Exercise brief
Retype the full set of data, character for character.

Data provided
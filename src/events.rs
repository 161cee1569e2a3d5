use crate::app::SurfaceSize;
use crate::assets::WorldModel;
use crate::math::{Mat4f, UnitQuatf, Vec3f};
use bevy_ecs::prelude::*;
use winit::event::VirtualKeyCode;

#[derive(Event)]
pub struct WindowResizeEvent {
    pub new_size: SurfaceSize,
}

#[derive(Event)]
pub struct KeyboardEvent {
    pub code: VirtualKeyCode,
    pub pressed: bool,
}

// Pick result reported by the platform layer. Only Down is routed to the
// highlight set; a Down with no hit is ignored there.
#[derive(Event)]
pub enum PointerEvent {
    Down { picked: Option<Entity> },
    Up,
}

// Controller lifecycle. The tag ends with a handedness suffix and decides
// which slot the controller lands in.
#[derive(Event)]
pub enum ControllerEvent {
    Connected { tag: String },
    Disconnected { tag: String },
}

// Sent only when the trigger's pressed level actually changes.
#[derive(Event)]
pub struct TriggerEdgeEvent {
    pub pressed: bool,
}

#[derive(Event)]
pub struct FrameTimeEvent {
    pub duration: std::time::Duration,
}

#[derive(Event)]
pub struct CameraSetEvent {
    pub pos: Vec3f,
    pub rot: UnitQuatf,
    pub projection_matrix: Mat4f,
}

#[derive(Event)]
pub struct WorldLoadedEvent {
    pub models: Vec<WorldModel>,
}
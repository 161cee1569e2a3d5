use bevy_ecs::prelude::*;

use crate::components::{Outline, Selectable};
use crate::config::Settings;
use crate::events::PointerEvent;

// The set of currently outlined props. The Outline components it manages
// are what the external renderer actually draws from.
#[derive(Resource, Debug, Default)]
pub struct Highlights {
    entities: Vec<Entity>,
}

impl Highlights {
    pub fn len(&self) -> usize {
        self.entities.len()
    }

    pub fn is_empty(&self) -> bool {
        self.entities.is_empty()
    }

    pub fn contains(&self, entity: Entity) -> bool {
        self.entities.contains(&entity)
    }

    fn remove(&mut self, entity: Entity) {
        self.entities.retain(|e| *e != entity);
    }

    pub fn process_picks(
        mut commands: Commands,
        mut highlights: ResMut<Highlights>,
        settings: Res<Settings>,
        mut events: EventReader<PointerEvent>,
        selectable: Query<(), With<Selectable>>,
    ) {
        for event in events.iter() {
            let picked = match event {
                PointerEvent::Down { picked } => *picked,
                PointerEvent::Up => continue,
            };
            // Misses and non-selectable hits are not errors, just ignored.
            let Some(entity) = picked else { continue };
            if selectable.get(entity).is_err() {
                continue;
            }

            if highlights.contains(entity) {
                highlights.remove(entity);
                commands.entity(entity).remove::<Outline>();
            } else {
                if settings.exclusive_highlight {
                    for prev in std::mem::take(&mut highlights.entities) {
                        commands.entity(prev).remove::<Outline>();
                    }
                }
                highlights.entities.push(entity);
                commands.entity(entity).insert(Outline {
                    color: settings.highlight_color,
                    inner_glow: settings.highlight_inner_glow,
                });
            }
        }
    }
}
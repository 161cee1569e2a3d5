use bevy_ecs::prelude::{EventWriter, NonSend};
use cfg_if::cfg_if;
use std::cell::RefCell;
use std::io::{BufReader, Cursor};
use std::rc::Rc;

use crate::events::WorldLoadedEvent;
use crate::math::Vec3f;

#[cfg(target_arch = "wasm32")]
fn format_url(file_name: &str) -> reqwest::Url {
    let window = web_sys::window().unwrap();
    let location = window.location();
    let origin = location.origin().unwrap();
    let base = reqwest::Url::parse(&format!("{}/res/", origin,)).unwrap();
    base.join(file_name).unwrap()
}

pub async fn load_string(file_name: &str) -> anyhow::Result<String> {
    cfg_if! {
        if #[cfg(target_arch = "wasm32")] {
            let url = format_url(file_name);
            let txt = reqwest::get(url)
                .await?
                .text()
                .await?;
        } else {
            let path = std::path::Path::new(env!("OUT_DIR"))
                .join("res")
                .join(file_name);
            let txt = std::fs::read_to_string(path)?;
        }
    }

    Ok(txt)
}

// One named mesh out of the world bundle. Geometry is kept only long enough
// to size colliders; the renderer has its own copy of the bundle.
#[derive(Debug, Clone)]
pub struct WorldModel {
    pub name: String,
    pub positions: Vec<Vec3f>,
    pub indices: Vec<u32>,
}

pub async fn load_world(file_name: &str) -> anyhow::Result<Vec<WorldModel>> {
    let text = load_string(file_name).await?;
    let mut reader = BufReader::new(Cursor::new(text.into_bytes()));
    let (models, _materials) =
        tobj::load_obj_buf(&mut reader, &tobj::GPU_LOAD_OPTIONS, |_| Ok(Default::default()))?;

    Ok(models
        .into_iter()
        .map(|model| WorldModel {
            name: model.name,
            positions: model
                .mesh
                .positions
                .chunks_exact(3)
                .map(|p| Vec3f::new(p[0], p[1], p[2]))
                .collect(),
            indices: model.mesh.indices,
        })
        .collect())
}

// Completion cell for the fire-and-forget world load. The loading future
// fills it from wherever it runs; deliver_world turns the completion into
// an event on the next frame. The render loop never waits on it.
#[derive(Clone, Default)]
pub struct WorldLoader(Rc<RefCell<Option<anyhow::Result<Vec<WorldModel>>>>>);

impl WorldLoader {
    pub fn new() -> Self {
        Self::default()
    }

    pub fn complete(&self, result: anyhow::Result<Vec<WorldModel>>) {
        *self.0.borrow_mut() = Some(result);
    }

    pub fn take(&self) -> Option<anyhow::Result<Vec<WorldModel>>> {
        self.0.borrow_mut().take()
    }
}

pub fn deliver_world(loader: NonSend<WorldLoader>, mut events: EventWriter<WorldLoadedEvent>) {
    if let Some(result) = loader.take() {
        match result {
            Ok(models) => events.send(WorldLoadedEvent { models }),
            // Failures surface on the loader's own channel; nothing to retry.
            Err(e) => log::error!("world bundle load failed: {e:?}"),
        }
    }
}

Task output
filename src/events.rs
repository 161cee1569e2a3d5
use crate::app::SurfaceSize;
use crate::assets::WorldModel;
use crate::math::{Mat4f, UnitQuatf, Vec3f};
use bevy_ecs::prelude::*;
use winit::event::VirtualKeyCode;

#[derive(Event)]
pub struct WindowResizeEvent {
    pub new_size: SurfaceSize,
}

#[derive(Event)]
pub struct KeyboardEvent {
    pub code: VirtualKeyCode,
    pub pressed: bool,
}

// Pick result reported by the platform layer. Only Down is routed to the
// highlight set; a Down with no hit is ignored there.
#[derive(Event)]
pub enum PointerEvent {
    Down { picked: Option<Entity> },
    Up,
}

// Controller lifecycle. The tag ends with a handedness suffix and decides
// which slot the controller lands in.
#[derive(Event)]
pub enum ControllerEvent {
    Connected { tag: String },
    Disconnected { tag: String },
}

// Sent only when the trigger's pressed level actually changes.
#[derive(Event)]
pub struct TriggerEdgeEvent {
    pub pressed: bool,
}

#[derive(Event)]
pub struct FrameTimeEvent {
    pub duration: std::time::Duration,
}

#[derive(Event)]
pub struct CameraSetEvent {
    pub pos: Vec3f,
    pub rot: UnitQuatf,
    pub projection_matrix: Mat4f,
}

#[derive(Event)]
pub struct WorldLoadedEvent {
    pub models: Vec<WorldModel>,
}
repository 161cee1569e2a3d5
use bevy_ecs::prelude::*;

use crate::components::{Outline, Selectable};
use crate::config::Settings;
use crate::events::PointerEvent;

// The set of currently outlined props. The Outline components it manages
// are what the external renderer actually draws from.
#[derive(Resource, Debug, Default)]
pub struct Highlights {
    entities: Vec<Entity>,
}

impl Highlights {
    pub fn len(&self) -> usize {
        self.entities.len()
    }

    pub fn is_empty(&self) -> bool {
        self.entities.is_empty()
    }

    pub fn contains(&self, entity: Entity) -> bool {
        self.entities.contains(&entity)
    }

    fn remove(&mut self, entity: Entity) {
        self.entities.retain(|e| *e != entity);
    }

    pub fn process_picks(
        mut commands: Commands,
        mut highlights: ResMut<Highlights>,
        settings: Res<Settings>,
        mut events: EventReader<PointerEvent>,
        selectable: Query<(), With<Selectable>>,
    ) {
        for event in events.iter() {
            let picked = match event {
                PointerEvent::Down { picked } => *picked,
                PointerEvent::Up => continue,
            };
            // Misses and non-selectable hits are not errors, just ignored.
            let Some(entity) = picked else { continue };
            if selectable.get(entity).is_err() {
                continue;
            }

            if highlights.contains(entity) {
                highlights.remove(entity);
                commands.entity(entity).remove::<Outline>();
            } else {
                if settings.exclusive_highlight {
                    for prev in std::mem::take(&mut highlights.entities) {
                        commands.entity(prev).remove::<Outline>();
                    }
                }
                highlights.entities.push(entity);
                commands.entity(entity).insert(Outline {
                    color: settings.highlight_color,
                    inner_glow: settings.highlight_inner_glow,
                });
            }
        }
    }
}
repository 161cee1569e2a3d5
use bevy_ecs::prelude::{EventWriter, NonSend};
use cfg_if::cfg_if;
use std::cell::RefCell;
use std::io::{BufReader, Cursor};
use std::rc::Rc;

use crate::events::WorldLoadedEvent;
use crate::math::Vec3f;

#[cfg(target_arch = "wasm32")]
fn format_url(file_name: &str) -> reqwest::Url {
    let window = web_sys::window().unwrap();
    let location = window.location();
    let origin = location.origin().unwrap();
    let base = reqwest::Url::parse(&format!("{}/res/", origin,)).unwrap();
    base.join(file_name).unwrap()
}

pub async fn load_string(file_name: &str) -> anyhow::Result<String> {
    cfg_if! {
        if #[cfg(target_arch = "wasm32")] {
            let url = format_url(file_name);
            let txt = reqwest::get(url)
                .await?
                .text()
                .await?;
        } else {
            let path = std::path::Path::new(env!("OUT_DIR"))
                .join("res")
                .join(file_name);
            let txt = std::fs::read_to_string(path)?;
        }
    }

    Ok(txt)
}

// One named mesh out of the world bundle. Geometry is kept only long enough
// to size colliders; the renderer has its own copy of the bundle.
#[derive(Debug, Clone)]
pub struct WorldModel {
    pub name: String,
    pub positions: Vec<Vec3f>,
    pub indices: Vec<u32>,
}

pub async fn load_world(file_name: &str) -> anyhow::Result<Vec<WorldModel>> {
    let text = load_string(file_name).await?;
    let mut reader = BufReader::new(Cursor::new(text.into_bytes()));
    let (models, _materials) =
        tobj::load_obj_buf(&mut reader, &tobj::GPU_LOAD_OPTIONS, |_| Ok(Default::default()))?;

    Ok(models
        .into_iter()
        .map(|model| WorldModel {
            name: model.name,
            positions: model
                .mesh
                .positions
                .chunks_exact(3)
                .map(|p| Vec3f::new(p[0], p[1], p[2]))
                .collect(),
            indices: model.mesh.indices,
        })
        .collect())
}

// Completion cell for the fire-and-forget world load. The loading future
// fills it from wherever it runs; deliver_world turns the completion into
// an event on the next frame. The render loop never waits on it.
#[derive(Clone, Default)]
pub struct WorldLoader(Rc<RefCell<Option<anyhow::Result<Vec<WorldModel>>>>>);

impl WorldLoader {
    pub fn new() -> Self {
        Self::default()
    }

    pub fn complete(&self, result: anyhow::Result<Vec<WorldModel>>) {
        *self.0.borrow_mut() = Some(result);
    }

    pub fn take(&self) -> Option<anyhow::Result<Vec<WorldModel>>> {
        self.0.borrow_mut().take()
    }
}

pub fn deliver_world(loader: NonSend<WorldLoader>, mut events: EventWriter<WorldLoadedEvent>) {
    if let Some(result) = loader.take() {
        match result {
            Ok(models) => events.send(WorldLoadedEvent { models }),
            // Failures surface on the loader's own channel; nothing to retry.
            Err(e) => log::error!("world bundle load failed: {e:?}"),
        }
    }
}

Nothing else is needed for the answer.